• Exercise instructions:
Within the records, which lines hold the string "Apply"? Report each one by copying it.

Items from a data source
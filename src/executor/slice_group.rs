// Copyright 2025 Tablesplit Contributors
//
// Licensed under the Apache License, Version 2.0 (the "License");
// you may not use this file except in compliance with the License.
// You may obtain a copy of the License at
//
//     http://www.apache.org/licenses/LICENSE-2.0
//
// Unless required by applicable law or agreed to in writing, software
// distributed under the License is distributed on an "AS IS" BASIS,
// WITHOUT WARRANTIES OR CONDITIONS OF ANY KIND, either express or implied.
// See the License for the specific language governing permissions and
// limitations under the License.

//! Table slice groups
//!
//! A [`TableSliceGroup`] is an ordered partition of a source table's rows
//! into [`TableSlice`]s, plus the machinery to reduce each slice with a batch
//! of [`AggregateFunction`]s and lay the results out as one summary row per
//! slice.
//!
//! Groups are built by one of three splitters:
//!
//! - [`TableSliceGroup::standard`] - rows with equal values in the grouping
//!   columns share a slice (see `standard.rs`)
//! - [`TableSliceGroup::selection`] - fixed-size positional windows (see
//!   `selection.rs`)
//! - [`TableSliceGroup::whole`] - a single slice over every row

use std::borrow::Cow;

use log::{debug, trace};
use rustc_hash::FxHashMap;

use super::parallel::{ordered_map, ParallelConfig};
use super::slice::TableSlice;
use crate::core::{Column, ColumnType, Result, Table, Value};
use crate::functions::{aggregate_column_name, AggregateFunction};

/// Name of the key column of a positional grouping
pub const SELECTION_GROUP_COLUMN: &str = "Group";

/// Suffix appended to the source table name to name a summary table
pub const SUMMARY_TABLE_SUFFIX: &str = "summary";

/// How the rows of a group were split
#[derive(Debug, Clone, Copy, PartialEq, Eq)]
pub enum SliceGroupKind {
    /// By equality of grouping column values
    Standard,
    /// By fixed-size row windows
    Selection,
    /// One slice over the whole table
    Whole,
}

/// An ordered grouping of one table's rows
#[derive(Debug, Clone)]
pub struct TableSliceGroup<'a> {
    source: &'a Table,
    split_columns: Vec<&'a Column>,
    slices: Vec<TableSlice>,
    kind: SliceGroupKind,
    parallel: ParallelConfig,
}

impl<'a> TableSliceGroup<'a> {
    pub(crate) fn from_parts(
        source: &'a Table,
        split_columns: Vec<&'a Column>,
        slices: Vec<TableSlice>,
        kind: SliceGroupKind,
    ) -> Self {
        debug!(
            "split '{}' into {} slices over {} rows ({:?})",
            source.name(),
            slices.len(),
            source.row_count(),
            kind
        );
        Self {
            source,
            split_columns,
            slices,
            kind,
            parallel: ParallelConfig::default(),
        }
    }

    /// Group every row of `source` into one unnamed slice
    pub fn whole(source: &'a Table) -> Self {
        let slice = TableSlice::with_rows("", (0..source.row_count()).collect());
        Self::from_parts(source, Vec::new(), vec![slice], SliceGroupKind::Whole)
    }

    /// Set the parallel execution config used by aggregation
    pub fn with_parallel_config(mut self, config: ParallelConfig) -> Self {
        self.parallel = config;
        self
    }

    /// The table being grouped
    pub fn source(&self) -> &'a Table {
        self.source
    }

    /// Slices in group order
    pub fn slices(&self) -> &[TableSlice] {
        &self.slices
    }

    /// Number of slices
    pub fn len(&self) -> usize {
        self.slices.len()
    }

    /// Returns true if there are no slices
    pub fn is_empty(&self) -> bool {
        self.slices.is_empty()
    }

    pub fn kind(&self) -> SliceGroupKind {
        self.kind
    }

    /// Names of the columns the rows were split on, in declared order
    pub fn split_column_names(&self) -> Vec<&str> {
        self.split_columns.iter().map(|c| c.name()).collect()
    }

    /// Apply each function to its own target column.
    ///
    /// Functions are batched by target column in first-seen order; the
    /// partial tables are then combined column-wise.
    pub fn aggregate(&self, functions: &[AggregateFunction]) -> Result<Table> {
        let mut batches: Vec<(&str, Vec<AggregateFunction>)> = Vec::new();
        let mut index: FxHashMap<&str, usize> = FxHashMap::default();
        for function in functions {
            let column = function.target_column();
            let at = *index.entry(column).or_insert_with(|| {
                batches.push((column, Vec::new()));
                batches.len() - 1
            });
            batches[at].1.push(function.clone());
        }

        let partials = batches
            .iter()
            .map(|(column, fns)| self.aggregate_column(column, fns))
            .collect::<Result<Vec<_>>>()?;
        combine_tables(partials)
    }

    /// Apply every function to the named column.
    ///
    /// The result has one row per slice: the key columns, then one column per
    /// function named by its alias or `"<column> [<function>]"`.
    pub fn aggregate_column(&self, column: &str, functions: &[AggregateFunction]) -> Result<Table> {
        let source_column = self.source.column(column)?;
        let inputs = functions
            .iter()
            .map(|f| f.compatible_column(source_column))
            .collect::<Result<Vec<Cow<'_, Column>>>>()?;

        trace!(
            "aggregating '{}' with {} functions over {} slices",
            column,
            functions.len(),
            self.slices.len()
        );

        let rows: Vec<Vec<Value>> = ordered_map(&self.slices, &self.parallel, |slice| {
            functions
                .iter()
                .zip(&inputs)
                .map(|(function, input)| function.summarize(&slice.select(input)?))
                .collect()
        })?;

        let mut output = Table::new(self.summary_table_name());
        for key in self.key_columns()? {
            output.add_column(key)?;
        }
        for (i, function) in functions.iter().enumerate() {
            let name = match function.alias() {
                Some(alias) if !alias.is_empty() => alias.to_string(),
                _ => aggregate_column_name(source_column.name(), function.function_name()),
            };
            let mut result = Column::new(name, function.return_type());
            for row in &rows {
                result.append(&row[i])?;
            }
            output.add_column(result)?;
        }
        Ok(output)
    }

    fn summary_table_name(&self) -> String {
        format!("{} {}", self.source.name(), SUMMARY_TABLE_SUFFIX)
    }

    /// One key cell per slice: the grouping values of its first row, or the
    /// slice name for a positional grouping.
    fn key_columns(&self) -> Result<Vec<Column>> {
        match self.kind {
            SliceGroupKind::Whole => Ok(Vec::new()),
            SliceGroupKind::Selection => {
                let mut group = Column::new(SELECTION_GROUP_COLUMN, ColumnType::String);
                for slice in &self.slices {
                    group.append(&Value::text(slice.name()))?;
                }
                Ok(vec![group])
            }
            SliceGroupKind::Standard => self
                .split_columns
                .iter()
                .map(|split| {
                    let mut key = split.empty_copy();
                    for slice in &self.slices {
                        match slice.rows().first() {
                            Some(&row) => key.append(&split.get(row)?)?,
                            None => key.append_missing(),
                        }
                    }
                    Ok(key)
                })
                .collect(),
        }
    }
}

/// Combine partial summary tables that share one slice sequence.
///
/// The first table is the base; every column of a later table whose name is
/// not already present is appended to it.
pub fn combine_tables(partials: Vec<Table>) -> Result<Table> {
    let mut partials = partials.into_iter();
    let Some(mut base) = partials.next() else {
        return Ok(Table::default());
    };
    let mut merged = 0;
    for partial in partials {
        for column in partial.columns() {
            base.add_column_ignore_exists(column.clone())?;
        }
        merged += 1;
    }
    if merged > 0 {
        debug!(
            "combined {} partial tables into '{}' ({} columns)",
            merged + 1,
            base.name(),
            base.column_count()
        );
    }
    Ok(base)
}

#[cfg(test)]
mod tests {
    use super::*;
    use crate::core::Error;
    use crate::functions::aggregate::{count, max, mean, sum};

    fn animals() -> Table {
        Table::with_columns(
            "Cute Animals",
            vec![
                Column::strings("types", ["cat", "bear", "giraffe", "cat"]),
                Column::doubles("rating", [90.1, 84.3, 99.7, 2.0]),
                Column::integers("legs", [4, 4, 4, 3]),
            ],
        )
        .unwrap()
    }

    #[test]
    fn test_whole_group() {
        let table = animals();
        let group = TableSliceGroup::whole(&table);
        assert_eq!(group.len(), 1);
        assert_eq!(group.slices()[0].row_count(), 4);

        let out = group.aggregate(&[sum("rating"), count("types")]).unwrap();
        assert_eq!(out.row_count(), 1);
        assert_eq!(out.column_names(), vec!["rating [Sum]", "types [CountNonMissing]"]);
        assert_eq!(out.name(), "Cute Animals summary");
    }

    #[test]
    fn test_aggregate_batches_by_column_in_first_seen_order() {
        let table = animals();
        let group = TableSliceGroup::standard(&table, &["types"]).unwrap();
        let out = group
            .aggregate(&[sum("legs"), mean("rating"), max("legs")])
            .unwrap();
        assert_eq!(
            out.column_names(),
            vec!["types", "legs [Sum]", "legs [Max]", "rating [Mean]"]
        );
    }

    #[test]
    fn test_aggregate_column_overrides_target() {
        let table = animals();
        let group = TableSliceGroup::standard(&table, &["types"]).unwrap();
        let out = group.aggregate_column("legs", &[sum("rating")]).unwrap();
        assert_eq!(out.column_names(), vec!["types", "legs [Sum]"]);
        assert_eq!(out.get_string(0, "legs [Sum]").unwrap(), "7.0");
    }

    #[test]
    fn test_duplicate_output_name_is_rejected() {
        let table = animals();
        let group = TableSliceGroup::whole(&table);
        let err = group
            .aggregate_column("rating", &[sum("rating"), sum("rating")])
            .unwrap_err();
        assert_eq!(err, Error::DuplicateColumn("rating [Sum]".to_string()));
    }

    #[test]
    fn test_parallel_matches_sequential() {
        let n = 3000;
        let keys: Vec<String> = (0..n).map(|i| format!("k{}", i % 1500)).collect();
        let values: Vec<f64> = (0..n).map(|i| i as f64).collect();
        let table = Table::with_columns(
            "big",
            vec![Column::strings("k", keys), Column::doubles("v", values)],
        )
        .unwrap();

        let group = TableSliceGroup::standard(&table, &["k"]).unwrap();
        let sequential = group
            .clone()
            .with_parallel_config(ParallelConfig::disabled())
            .aggregate(&[sum("v")])
            .unwrap();
        let parallel = group
            .with_parallel_config(ParallelConfig::new(true, 1))
            .aggregate(&[sum("v")])
            .unwrap();

        assert_eq!(sequential.row_count(), 1500);
        for row in 0..sequential.row_count() {
            assert_eq!(
                sequential.get_string(row, "v [Sum]").unwrap(),
                parallel.get_string(row, "v [Sum]").unwrap()
            );
            assert_eq!(
                sequential.get_string(row, "k").unwrap(),
                parallel.get_string(row, "k").unwrap()
            );
        }
    }

    #[test]
    fn test_combine_tables() {
        let a = Table::with_columns("s", vec![Column::strings("k", ["x"]), Column::doubles("a", [1.0])])
            .unwrap();
        let b = Table::with_columns("s", vec![Column::strings("k", ["x"]), Column::doubles("b", [2.0])])
            .unwrap();
        let combined = combine_tables(vec![a.clone(), b]).unwrap();
        assert_eq!(combined.column_names(), vec!["k", "a", "b"]);

        let single = combine_tables(vec![a]).unwrap();
        assert_eq!(single.column_names(), vec!["k", "a"]);
    }
}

• Exercise result:
    /// Apply each function to its own target column.
    /// Apply every function to the named column.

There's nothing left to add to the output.